▶ _Task directions_: I need each line of the entries below that includes the string "next".

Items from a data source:
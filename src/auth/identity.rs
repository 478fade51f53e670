//! Identity types
//!
//! What the rest of the application knows about a signed-in caller.

use chrono::{DateTime, Utc};
use serde::{Deserialize, Serialize};

/// Role claim carried by an identity
#[derive(Debug, Clone, Copy, PartialEq, Eq, Default, Serialize, Deserialize)]
#[serde(rename_all = "lowercase")]
pub enum Role {
    /// Full access, including the admin pages
    Admin,
    /// Any other signed-in user
    #[default]
    User,
}

/// Public profile of a signed-in user
#[derive(Debug, Clone, PartialEq, Eq, Serialize, Deserialize)]
pub struct UserProfile {
    /// Stable user identifier
    pub id: String,
    /// Display name
    pub name: String,
    /// Email address
    pub email: String,
    /// Role claim
    pub role: Role,
}

/// A verified identity attached to a request
#[derive(Debug, Clone, PartialEq, Eq, Serialize)]
pub struct IdentityToken {
    /// The signed-in user
    pub user: UserProfile,
    /// When the session was issued
    pub issued_at: DateTime<Utc>,
    /// When the session stops being valid
    pub expires: DateTime<Utc>,
}

impl IdentityToken {
    /// Subject identifier (the user id)
    pub fn sub(&self) -> &str {
        &self.user.id
    }

    /// Role claim
    pub fn role(&self) -> Role {
        self.user.role
    }

    /// Whether the identity carries the admin role
    pub fn is_admin(&self) -> bool {
        self.user.role == Role::Admin
    }

    /// Whether the token is past its expiry at `now`
    pub fn is_expired_at(&self, now: DateTime<Utc>) -> bool {
        self.expires <= now
    }
}
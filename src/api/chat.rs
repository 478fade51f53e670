//! Chat API endpoint
//!
//! Stateless relay to the agent: the caller supplies the history it wants
//! the agent to see.

use crate::api::json::AppJson;
use crate::auth::RequireIdentity;
use crate::chat::controller::validate_message;
use crate::chat::{Message, NewMessage};
use crate::error::AppError;
use crate::state::SharedState;
use axum::{extract::State, response::Json};
use serde::{Deserialize, Serialize};
use tracing::info;

/// Request to send a message
#[derive(Debug, Deserialize)]
pub struct ChatRequest {
    /// Message content
    #[serde(default)]
    pub message: String,
    /// Earlier messages of the conversation, oldest first
    #[serde(default)]
    pub history: Vec<NewMessage>,
}

/// Agent reply
#[derive(Debug, Serialize)]
pub struct ChatResponse {
    /// Display text of the reply
    pub response: String,
}

/// POST /api/chat - Send a message with its history to the agent
pub async fn send_message(
    State(state): State<SharedState>,
    RequireIdentity(identity): RequireIdentity,
    AppJson(request): AppJson<ChatRequest>,
) -> Result<Json<ChatResponse>, AppError> {
    let message = validate_message(&request.message)?;

    let history: Vec<Message> = request
        .history
        .into_iter()
        .map(|m| Message::new(m.role, m.content))
        .collect();

    info!(
        user_id = %identity.sub(),
        history_len = history.len(),
        "Relaying chat message"
    );

    let credentials = state.agent_credentials();
    let response = state
        .bridge
        .send(message, &history, identity.sub(), credentials.as_ref())
        .await;

    Ok(Json(ChatResponse { response }))
}
//! Agent bridge
//!
//! Forwards a user message and the recent history to the remote agent and
//! flattens whatever comes back into a single display string.
//!
//! Failure handling:
//! - Missing agent identifiers or credentials produce [`NOT_CONFIGURED_MESSAGE`]
//!   without contacting the agent
//! - Any transport, status or decode failure produces [`APOLOGY_MESSAGE`]
//! - A response with no usable content produces [`FALLBACK_MESSAGE`]
//!
//! Callers therefore never observe an error from this path.

use crate::agent::client::{AgentClient, AgentTarget};
use crate::agent::error::BridgeError;
use crate::agent::types::{
    AgentReply, ChunkPayload, Citation, ContentBlock, ConversationHistory, HistoryMessage,
    InvokeAgentRequest, SessionState,
};
use crate::chat::{AgentCredentials, Message};
use serde::Serialize;
use std::sync::Arc;
use tracing::{error, info, warn};

/// Maximum number of history entries forwarded with a message
pub const MAX_HISTORY: usize = 10;

/// Reply used when the agent returned nothing displayable
pub const FALLBACK_MESSAGE: &str =
    "I'm sorry, I couldn't generate a response. Please try rephrasing your question.";

/// Reply used when the agent could not be reached
pub const APOLOGY_MESSAGE: &str =
    "Sorry, I can't connect to the AI service right now. Please try again in a moment.";

/// Reply used when the agent is not configured
pub const NOT_CONFIGURED_MESSAGE: &str =
    "The AI agent is not configured yet, so only basic responses are available. Please contact an administrator.";

const REFERENCES_HEADER: &str = "**References:**";
const REFERENCE_PLACEHOLDER: &str = "(reference text unavailable)";

/// How a reply was obtained
#[derive(Debug, Clone, Copy, PartialEq, Eq, Serialize)]
#[serde(rename_all = "snake_case")]
pub enum ReplyKind {
    /// The agent produced usable content
    Answered,
    /// The agent responded but without usable content
    Empty,
    /// Agent identifiers or credentials are missing
    NotConfigured,
    /// The agent could not be reached or failed
    Unavailable,
}

/// A normalized reply plus how it was obtained
#[derive(Debug, Clone, PartialEq, Eq)]
pub struct BridgeReply {
    /// Display text
    pub text: String,
    /// Outcome classification
    pub kind: ReplyKind,
}

impl BridgeReply {
    fn new(text: &str, kind: ReplyKind) -> Self {
        Self {
            text: text.to_string(),
            kind,
        }
    }
}

/// Agent identifiers the bridge routes to
#[derive(Debug, Clone, Default)]
pub struct AgentRoute {
    /// Agent identifier
    pub agent_id: Option<String>,
    /// Agent alias identifier
    pub agent_alias_id: Option<String>,
}

/// Bridge between chat handlers and the remote agent
#[derive(Clone)]
pub struct AgentBridge {
    client: Arc<dyn AgentClient>,
    route: AgentRoute,
}

impl AgentBridge {
    /// Create a bridge over `client`, routing to `route`
    pub fn new(client: Arc<dyn AgentClient>, route: AgentRoute) -> Self {
        Self { client, route }
    }

    /// Whether agent identifiers are configured
    pub fn is_configured(&self) -> bool {
        self.route.agent_id.is_some() && self.route.agent_alias_id.is_some()
    }

    /// Send a message and return the display text
    pub async fn send(
        &self,
        message: &str,
        history: &[Message],
        session_key: &str,
        credentials: Option<&AgentCredentials>,
    ) -> String {
        self.reply(message, history, session_key, credentials)
            .await
            .text
    }

    /// Send a message and return the display text with its classification
    pub async fn reply(
        &self,
        message: &str,
        history: &[Message],
        session_key: &str,
        credentials: Option<&AgentCredentials>,
    ) -> BridgeReply {
        match self.invoke(message, history, session_key, credentials).await {
            Ok(reply) => match normalize(reply) {
                Some(text) => BridgeReply { text, kind: ReplyKind::Answered },
                None => {
                    warn!(session_key = %session_key, "Agent response had no usable content");
                    BridgeReply::new(FALLBACK_MESSAGE, ReplyKind::Empty)
                }
            },
            Err(BridgeError::NotConfigured(missing)) => {
                warn!(missing = %missing, "Agent call skipped, configuration incomplete");
                BridgeReply::new(NOT_CONFIGURED_MESSAGE, ReplyKind::NotConfigured)
            }
            Err(e) => {
                error!(session_key = %session_key, error = %e, "Agent call failed");
                BridgeReply::new(APOLOGY_MESSAGE, ReplyKind::Unavailable)
            }
        }
    }

    async fn invoke(
        &self,
        message: &str,
        history: &[Message],
        session_key: &str,
        credentials: Option<&AgentCredentials>,
    ) -> Result<AgentReply, BridgeError> {
        let (agent_id, agent_alias_id) = match (&self.route.agent_id, &self.route.agent_alias_id) {
            (Some(id), Some(alias)) => (id.clone(), alias.clone()),
            (None, _) => return Err(BridgeError::NotConfigured("agent id".to_string())),
            (_, None) => return Err(BridgeError::NotConfigured("agent alias id".to_string())),
        };
        let credentials = credentials
            .ok_or_else(|| BridgeError::NotConfigured("agent credentials".to_string()))?;

        let target = AgentTarget {
            agent_id,
            agent_alias_id,
            session_id: session_id_for(session_key),
        };
        let request = build_request(message, history);

        let response = self.client.invoke(&target, &request, credentials).await?;
        let reply = AgentReply::from(response);

        info!(
            session_id = %target.session_id,
            history_len = request.session_state.conversation_history.messages.len(),
            "Agent response received"
        );
        Ok(reply)
    }
}

/// Build the agent request, keeping only the last [`MAX_HISTORY`] history entries
pub fn build_request(message: &str, history: &[Message]) -> InvokeAgentRequest {
    let start = history.len().saturating_sub(MAX_HISTORY);
    let messages = history[start..]
        .iter()
        .map(|m| HistoryMessage {
            role: m.role.as_str().to_string(),
            content: vec![ContentBlock {
                text: m.content.clone(),
            }],
        })
        .collect();

    InvokeAgentRequest {
        input_text: message.to_string(),
        session_state: SessionState {
            conversation_history: ConversationHistory { messages },
        },
    }
}

/// Flatten a decoded reply into display text
///
/// Returns `None` when there is nothing to show.
pub fn normalize(reply: AgentReply) -> Option<String> {
    let (body, citations) = match reply {
        AgentReply::Direct { text, citations } => (text, citations),
        AgentReply::Chunked { segments } => (join_segments(&segments), Vec::new()),
        AgentReply::ChunkedWithCitations {
            segments,
            citations,
        } => (join_segments(&segments), citations),
        AgentReply::Unrecognized => return None,
    };

    if body.trim().is_empty() {
        return None;
    }
    Some(format!("{}{}", body, format_references(&citations)))
}

fn join_segments(segments: &[Vec<u8>]) -> String {
    segments
        .iter()
        .filter_map(|bytes| {
            serde_json::from_slice::<ChunkPayload>(bytes)
                .map_err(|e| warn!(error = %e, "Skipping undecodable chunk"))
                .ok()
        })
        .map(|payload| payload.text)
        .collect()
}

fn format_references(citations: &[Citation]) -> String {
    if citations.is_empty() {
        return String::new();
    }
    let entries: Vec<String> = citations
        .iter()
        .enumerate()
        .map(|(i, c)| {
            format!(
                "{}. {}",
                i + 1,
                c.first_reference_text().unwrap_or(REFERENCE_PLACEHOLDER)
            )
        })
        .collect();
    format!("\n\n{}\n{}", REFERENCES_HEADER, entries.join("\n"))
}

/// Map an identity to a session id accepted by the agent service
pub fn session_id_for(session_key: &str) -> String {
    let id: String = session_key
        .chars()
        .map(|c| {
            if c.is_ascii_alphanumeric() || matches!(c, '.' | '_' | ':' | '-') {
                c
            } else {
                '-'
            }
        })
        .collect();
    if id.is_empty() {
        "anonymous".to_string()
    } else {
        id
    }
}

#[cfg(test)]
mod tests {
    use super::*;
    use crate::agent::types::{InvokeAgentResponse, ReferenceContent, RetrievedReference};
    use crate::chat::MessageRole;
    use async_trait::async_trait;
    use base64::engine::general_purpose::STANDARD;
    use base64::Engine;
    use std::sync::Mutex;

    /// Client returning a canned body and recording what it was asked
    struct StubClient {
        body: Option<String>,
        seen: Mutex<Vec<(AgentTarget, InvokeAgentRequest)>>,
    }

    impl StubClient {
        fn answering(body: &str) -> Arc<Self> {
            Arc::new(Self {
                body: Some(body.to_string()),
                seen: Mutex::new(Vec::new()),
            })
        }

        fn failing() -> Arc<Self> {
            Arc::new(Self {
                body: None,
                seen: Mutex::new(Vec::new()),
            })
        }
    }

    #[async_trait]
    impl AgentClient for StubClient {
        async fn invoke(
            &self,
            target: &AgentTarget,
            request: &InvokeAgentRequest,
            _credentials: &AgentCredentials,
        ) -> Result<InvokeAgentResponse, BridgeError> {
            self.seen
                .lock()
                .unwrap()
                .push((target.clone(), request.clone()));
            match &self.body {
                Some(body) => {
                    serde_json::from_str(body).map_err(|e| BridgeError::Decode(e.to_string()))
                }
                None => Err(BridgeError::Status {
                    status: 502,
                    body: "connection reset".to_string(),
                }),
            }
        }
    }

    fn route() -> AgentRoute {
        AgentRoute {
            agent_id: Some("AGENT1".to_string()),
            agent_alias_id: Some("ALIAS1".to_string()),
        }
    }

    fn creds() -> AgentCredentials {
        AgentCredentials {
            access_key_id: "AKID".to_string(),
            secret_access_key: "secret".to_string(),
            region: "us-east-1".to_string(),
        }
    }

    fn chunk(text: &str) -> Vec<u8> {
        serde_json::json!({ "text": text }).to_string().into_bytes()
    }

    fn history(n: usize) -> Vec<Message> {
        (0..n)
            .map(|i| {
                let role = if i % 2 == 0 {
                    MessageRole::User
                } else {
                    MessageRole::Assistant
                };
                Message::new(role, format!("message {}", i))
            })
            .collect()
    }

    #[test]
    fn test_chunks_concatenate_in_order_without_separator() {
        let reply = AgentReply::Chunked {
            segments: vec![chunk("Hel"), chunk("lo, "), chunk("world")],
        };
        assert_eq!(normalize(reply), Some("Hello, world".to_string()));
    }

    #[test]
    fn test_undecodable_chunk_is_skipped() {
        let reply = AgentReply::Chunked {
            segments: vec![chunk("A"), b"\xff\xfe".to_vec(), chunk("B")],
        };
        assert_eq!(normalize(reply), Some("AB".to_string()));
    }

    #[test]
    fn test_references_are_numbered() {
        let cited = Citation {
            retrieved_references: vec![RetrievedReference {
                content: Some(ReferenceContent {
                    text: Some("Policy section 2".to_string()),
                }),
            }],
        };
        let reply = AgentReply::ChunkedWithCitations {
            segments: vec![chunk("See policy.")],
            citations: vec![cited, Citation::default()],
        };

        assert_eq!(
            normalize(reply).unwrap(),
            "See policy.\n\n**References:**\n1. Policy section 2\n2. (reference text unavailable)"
        );
    }

    #[test]
    fn test_unrecognized_and_blank_replies_have_no_text() {
        assert_eq!(normalize(AgentReply::Unrecognized), None);
        assert_eq!(
            normalize(AgentReply::Chunked {
                segments: vec![chunk("  ")]
            }),
            None
        );
    }

    #[test]
    fn test_build_request_keeps_last_ten_history_entries() {
        let request = build_request("next", &history(14));
        let messages = &request.session_state.conversation_history.messages;

        assert_eq!(messages.len(), MAX_HISTORY);
        assert_eq!(messages[0].content[0].text, "message 4");
        assert_eq!(messages[9].content[0].text, "message 13");
        assert_eq!(messages[0].role, "user");
        assert_eq!(request.input_text, "next");
    }

    #[test]
    fn test_build_request_short_history_untouched() {
        let request = build_request("hi", &history(3));
        assert_eq!(request.session_state.conversation_history.messages.len(), 3);
    }

    #[test]
    fn test_session_id_sanitized() {
        assert_eq!(session_id_for("user@example.com"), "user-example.com");
        assert_eq!(session_id_for("abc-123_x:y"), "abc-123_x:y");
        assert_eq!(session_id_for(""), "anonymous");
    }

    #[tokio::test]
    async fn test_send_chunked_response() {
        let body = serde_json::json!({
            "chunks": [
                { "bytes": STANDARD.encode(chunk("The answer ")) },
                { "bytes": STANDARD.encode(chunk("is 42.")) }
            ]
        })
        .to_string();
        let client = StubClient::answering(&body);
        let bridge = AgentBridge::new(client.clone(), route());

        let text = bridge
            .send("question", &history(12), "user@example.com", Some(&creds()))
            .await;

        assert_eq!(text, "The answer is 42.");
        let seen = client.seen.lock().unwrap();
        assert_eq!(seen[0].0.session_id, "user-example.com");
        assert_eq!(seen[0].1.session_state.conversation_history.messages.len(), 10);
    }

    #[tokio::test]
    async fn test_send_transport_failure_returns_apology() {
        let bridge = AgentBridge::new(StubClient::failing(), route());
        let reply = bridge.reply("hi", &[], "u1", Some(&creds())).await;

        assert_eq!(reply.text, APOLOGY_MESSAGE);
        assert_eq!(reply.kind, ReplyKind::Unavailable);
    }

    #[tokio::test]
    async fn test_send_empty_response_returns_fallback() {
        let bridge = AgentBridge::new(StubClient::answering("{}"), route());
        let reply = bridge.reply("hi", &[], "u1", Some(&creds())).await;

        assert_eq!(reply.text, FALLBACK_MESSAGE);
        assert_eq!(reply.kind, ReplyKind::Empty);
    }

    #[tokio::test]
    async fn test_missing_configuration_skips_agent() {
        let client = StubClient::answering(r#"{"completion":"unused"}"#);

        let unrouted = AgentBridge::new(client.clone(), AgentRoute::default());
        assert!(!unrouted.is_configured());
        let reply = unrouted.reply("hi", &[], "u1", Some(&creds())).await;
        assert_eq!(reply.kind, ReplyKind::NotConfigured);
        assert_eq!(reply.text, NOT_CONFIGURED_MESSAGE);

        let routed = AgentBridge::new(client.clone(), route());
        let reply = routed.reply("hi", &[], "u1", None).await;
        assert_eq!(reply.kind, ReplyKind::NotConfigured);

        assert!(client.seen.lock().unwrap().is_empty());
    }
}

▶ _Task answer_:
        let request = build_request("next", &history(14));
        assert_eq!(request.input_text, "next");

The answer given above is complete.